Commenting on the Ukraine war and its impact on agricultural markets, Martin Häusling, spokesperson on agricultural policy of the Green/EFA group in the European Parliament and member of the Environment Committee, comments:

„"The Ukraine war shows how dependent many countries are on agricultural commodities from Russia and Ukraine - especially on grain. This dependency also affects Europe. It is obvious that Europe must immediately become independent from Russian agricultural supplies. Furthermore, Europe has to take responsibility towards other regions in the world such as East Africa and the Middle East. Regions, which are much more dependent on Russia and Ukraine as we are. Egypt for instance receives 80% of its wheat supplies from these two countries. It is without a doubt that the war in Ukraine and the resulting food crises will affect the political stability in those regions. The European Union should therefore grant access to its own reserves. We need to stand together in solidarity against Russia and this should be "the order of the day”.

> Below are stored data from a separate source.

//! Device hardware capabilities and per-model overrides
//!
//! Capabilities start from conservative defaults and are refined by an
//! optional YAML file keyed by device model:
//!
//! ```yaml
//! Pixel 8:
//!   wifi_chipset: wcn6740
//!   supports_dbs_sta_wfd: true
//!   max_num_streams_dbs: 2
//! ```

use crate::error::{AppError, ErrorContext, Result};
use crate::types::DeviceRole;
use serde::{Deserialize, Serialize};
use std::collections::BTreeMap;
use std::path::Path;

/// Wi-Fi hardware capabilities of one device
#[derive(Debug, Clone, PartialEq, Eq, Serialize, Deserialize)]
pub struct DeviceCapabilities {
    /// `ro.build.version.release`
    pub android_version: String,
    /// Empty when the override file does not name the chipset
    pub wifi_chipset: String,
    pub supports_5g: bool,
    pub supports_dbs_sta_wfd: bool,
    pub enable_sta_dfs_channel_for_peer_network: bool,
    pub enable_sta_indoor_channel_for_peer_network: bool,
    pub max_num_streams: u32,
    pub max_num_streams_dbs: u32,
    pub max_phy_rate_2g_mbps: u32,
    pub max_phy_rate_5g_mbps: u32,
}

impl Default for DeviceCapabilities {
    fn default() -> Self {
        Self {
            android_version: String::new(),
            wifi_chipset: String::new(),
            supports_5g: true,
            supports_dbs_sta_wfd: false,
            enable_sta_dfs_channel_for_peer_network: false,
            enable_sta_indoor_channel_for_peer_network: false,
            max_num_streams: 2,
            max_num_streams_dbs: 1,
            max_phy_rate_2g_mbps: 144,
            max_phy_rate_5g_mbps: 867,
        }
    }
}

/// Why one override entry was not applied
#[derive(Debug, Clone, PartialEq, Eq)]
pub enum OverrideIssue {
    UnknownKey(String),
    InvalidValue { key: String, expected: &'static str },
}

impl std::fmt::Display for OverrideIssue {
    fn fmt(&self, f: &mut std::fmt::Formatter<'_>) -> std::fmt::Result {
        match self {
            OverrideIssue::UnknownKey(key) => write!(f, "unknown capability '{}'", key),
            OverrideIssue::InvalidValue { key, expected } => {
                write!(f, "capability '{}' expects {}", key, expected)
            }
        }
    }
}

fn expect_bool(key: &str, value: &serde_yaml::Value) -> std::result::Result<bool, OverrideIssue> {
    match value {
        serde_yaml::Value::Bool(flag) => Ok(*flag),
        serde_yaml::Value::String(text) if text == "true" || text == "True" => Ok(true),
        serde_yaml::Value::String(text) if text == "false" || text == "False" => Ok(false),
        _ => Err(OverrideIssue::InvalidValue {
            key: key.to_string(),
            expected: "a boolean",
        }),
    }
}

fn expect_u32(key: &str, value: &serde_yaml::Value) -> std::result::Result<u32, OverrideIssue> {
    let parsed = match value {
        serde_yaml::Value::Number(number) => number.as_u64().and_then(|n| u32::try_from(n).ok()),
        serde_yaml::Value::String(text) => text.trim().parse().ok(),
        _ => None,
    };
    parsed.ok_or_else(|| OverrideIssue::InvalidValue {
        key: key.to_string(),
        expected: "a non-negative integer",
    })
}

fn expect_string(key: &str, value: &serde_yaml::Value) -> std::result::Result<String, OverrideIssue> {
    match value {
        serde_yaml::Value::String(text) => Ok(text.clone()),
        serde_yaml::Value::Number(number) => Ok(number.to_string()),
        _ => Err(OverrideIssue::InvalidValue {
            key: key.to_string(),
            expected: "a string",
        }),
    }
}

impl DeviceCapabilities {
    /// Apply one override entry
    pub fn apply_override(&mut self, key: &str, value: &serde_yaml::Value) -> std::result::Result<(), OverrideIssue> {
        match key {
            "android_version" => self.android_version = expect_string(key, value)?,
            "wifi_chipset" => self.wifi_chipset = expect_string(key, value)?,
            "supports_5g" => self.supports_5g = expect_bool(key, value)?,
            "supports_dbs_sta_wfd" => self.supports_dbs_sta_wfd = expect_bool(key, value)?,
            "enable_sta_dfs_channel_for_peer_network" => {
                self.enable_sta_dfs_channel_for_peer_network = expect_bool(key, value)?
            }
            "enable_sta_indoor_channel_for_peer_network" => {
                self.enable_sta_indoor_channel_for_peer_network = expect_bool(key, value)?
            }
            "max_num_streams" => self.max_num_streams = expect_u32(key, value)?,
            "max_num_streams_dbs" => self.max_num_streams_dbs = expect_u32(key, value)?,
            "max_phy_rate_2g_mbps" => self.max_phy_rate_2g_mbps = expect_u32(key, value)?,
            "max_phy_rate_5g_mbps" => self.max_phy_rate_5g_mbps = expect_u32(key, value)?,
            other => return Err(OverrideIssue::UnknownKey(other.to_string())),
        }
        Ok(())
    }

    /// Apply every entry of a model's rule; entries that cannot be applied
    /// are returned and leave the current value untouched
    pub fn apply_rule(&mut self, rule: &serde_yaml::Mapping) -> Vec<OverrideIssue> {
        let mut issues = Vec::new();
        for (key, value) in rule {
            let Some(key) = key.as_str() else {
                issues.push(OverrideIssue::UnknownKey(format!("{:?}", key)));
                continue;
            };
            if let Err(issue) = self.apply_override(key, value) {
                issues.push(issue);
            }
        }
        issues
    }

    pub fn flag(&self, flag: CapabilityFlag) -> bool {
        match flag {
            CapabilityFlag::Supports5g => self.supports_5g,
            CapabilityFlag::SupportsDbsStaWfd => self.supports_dbs_sta_wfd,
            CapabilityFlag::EnableStaDfsChannelForPeerNetwork => self.enable_sta_dfs_channel_for_peer_network,
            CapabilityFlag::EnableStaIndoorChannelForPeerNetwork => {
                self.enable_sta_indoor_channel_for_peer_network
            }
        }
    }
}

/// Capability override file contents keyed by model
#[derive(Debug, Clone, Default)]
pub struct CapabilityOverrides {
    rules: BTreeMap<String, serde_yaml::Mapping>,
}

impl CapabilityOverrides {
    pub fn from_yaml_str(content: &str) -> Result<Self> {
        let rules: Option<BTreeMap<String, serde_yaml::Mapping>> = serde_yaml::from_str(content)?;
        Ok(Self {
            rules: rules.unwrap_or_default(),
        })
    }

    pub fn load(path: &Path) -> Result<Self> {
        let content = std::fs::read_to_string(path)
            .with_context(|| format!("reading capability file {}", path.display()))?;
        Self::from_yaml_str(&content)
    }

    /// Load when the file exists; a missing file means no overrides
    pub fn load_optional(path: Option<&Path>) -> Result<Option<Self>> {
        match path {
            Some(path) if path.is_file() => Self::load(path).map(Some),
            _ => Ok(None),
        }
    }

    pub fn rule_for(&self, model: &str) -> Option<&serde_yaml::Mapping> {
        self.rules.get(model)
    }
}

/// Boolean capabilities a test class may require
#[derive(Debug, Clone, Copy, PartialEq, Eq)]
pub enum CapabilityFlag {
    Supports5g,
    SupportsDbsStaWfd,
    EnableStaDfsChannelForPeerNetwork,
    EnableStaIndoorChannelForPeerNetwork,
}

impl CapabilityFlag {
    pub fn as_str(self) -> &'static str {
        match self {
            CapabilityFlag::Supports5g => "supports_5g",
            CapabilityFlag::SupportsDbsStaWfd => "supports_dbs_sta_wfd",
            CapabilityFlag::EnableStaDfsChannelForPeerNetwork => "enable_sta_dfs_channel_for_peer_network",
            CapabilityFlag::EnableStaIndoorChannelForPeerNetwork => {
                "enable_sta_indoor_channel_for_peer_network"
            }
        }
    }
}

/// A capability value one role must have for the class to run
#[derive(Debug, Clone, Copy, PartialEq, Eq)]
pub struct CapabilityRequirement {
    pub role: DeviceRole,
    pub flag: CapabilityFlag,
    pub expected: bool,
}

impl CapabilityRequirement {
    pub fn new(role: DeviceRole, flag: CapabilityFlag, expected: bool) -> Self {
        Self { role, flag, expected }
    }

    /// Skip reason when the capability does not match
    pub fn check(&self, serial: &str, capabilities: &DeviceCapabilities) -> Option<String> {
        let actual = capabilities.flag(self.flag);
        if actual == self.expected {
            return None;
        }
        Some(format!(
            "{} {}.{} is {}",
            serial,
            self.role.as_str(),
            self.flag.as_str(),
            if actual { "enabled" } else { "disabled" }
        ))
    }
}

/// Parse an override file, turning an empty document into no overrides
pub fn parse_override_document(content: &str) -> Result<CapabilityOverrides> {
    CapabilityOverrides::from_yaml_str(content)
        .map_err(|e| AppError::parse(format!("capability overrides: {}", e)))
}

#[cfg(test)]
mod tests {
    use super::*;

    const OVERRIDES: &str = r#"
Pixel 8:
  wifi_chipset: wcn6740
  supports_dbs_sta_wfd: true
  max_num_streams_dbs: 2
  max_phy_rate_5g_mbps: "1201"
  favourite_colour: blue
  supports_5g: maybe
"#;

    #[test]
    fn test_rule_applies_known_keys_and_reports_the_rest() {
        let overrides = parse_override_document(OVERRIDES).unwrap();
        let rule = overrides.rule_for("Pixel 8").unwrap();

        let mut caps = DeviceCapabilities::default();
        let issues = caps.apply_rule(rule);

        assert_eq!(caps.wifi_chipset, "wcn6740");
        assert!(caps.supports_dbs_sta_wfd);
        assert_eq!(caps.max_num_streams_dbs, 2);
        assert_eq!(caps.max_phy_rate_5g_mbps, 1201);
        assert!(caps.supports_5g);
        assert_eq!(
            issues,
            vec![
                OverrideIssue::UnknownKey("favourite_colour".to_string()),
                OverrideIssue::InvalidValue {
                    key: "supports_5g".to_string(),
                    expected: "a boolean"
                },
            ]
        );
    }

    #[test]
    fn test_missing_model_and_empty_document() {
        let overrides = parse_override_document(OVERRIDES).unwrap();
        assert!(overrides.rule_for("Pixel 7").is_none());
        assert!(parse_override_document("").unwrap().rule_for("Pixel 8").is_none());
    }

    #[test]
    fn test_load_optional_missing_file() {
        let loaded = CapabilityOverrides::load_optional(Some(Path::new("/nonexistent/caps.yaml"))).unwrap();
        assert!(loaded.is_none());
        assert!(CapabilityOverrides::load_optional(None).unwrap().is_none());
    }

    #[test]
    fn test_requirement_check() {
        let caps = DeviceCapabilities {
            supports_5g: false,
            ..Default::default()
        };
        let requirement = CapabilityRequirement::new(DeviceRole::TargetDevice, CapabilityFlag::Supports5g, true);
        assert_eq!(
            requirement.check("4D5E6F", &caps).as_deref(),
            Some("4D5E6F target_device.supports_5g is disabled")
        );
        let relaxed = CapabilityRequirement::new(DeviceRole::TargetDevice, CapabilityFlag::Supports5g, false);
        assert!(relaxed.check("4D5E6F", &caps).is_none());
    }
}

However, it is also urgent that we challenge the use of where our agricultural commodities like grain are predominantly used in the food chain. It is not acceptable that intensive meat production continues to devour a large part of the grain harvest; this has always been neither economically nor ecologically sustainable and has to be challenged.
If Agriculture Commissioner Wojciechowski is willing to adopt the agricultural lobby's argumentation and questions the important agricultural transformation of the EU's farm-to-fork strategy within the framework of the Green Deal due to the war against Ukraine, I can only consider this logic as completely absurd. The first priority must be now to question our inefficient use of resources. This concerns the use of fertiliser as well as the use of vulnerable recourses as animal feed.
The fundamental ground for food security are fertile soil, biodiversity and healthy ecosystems. If representatives of the agricultural industry now claim that we can no longer afford such “frippery”, this argumentation is simply irresponsible - especially in matters of food security."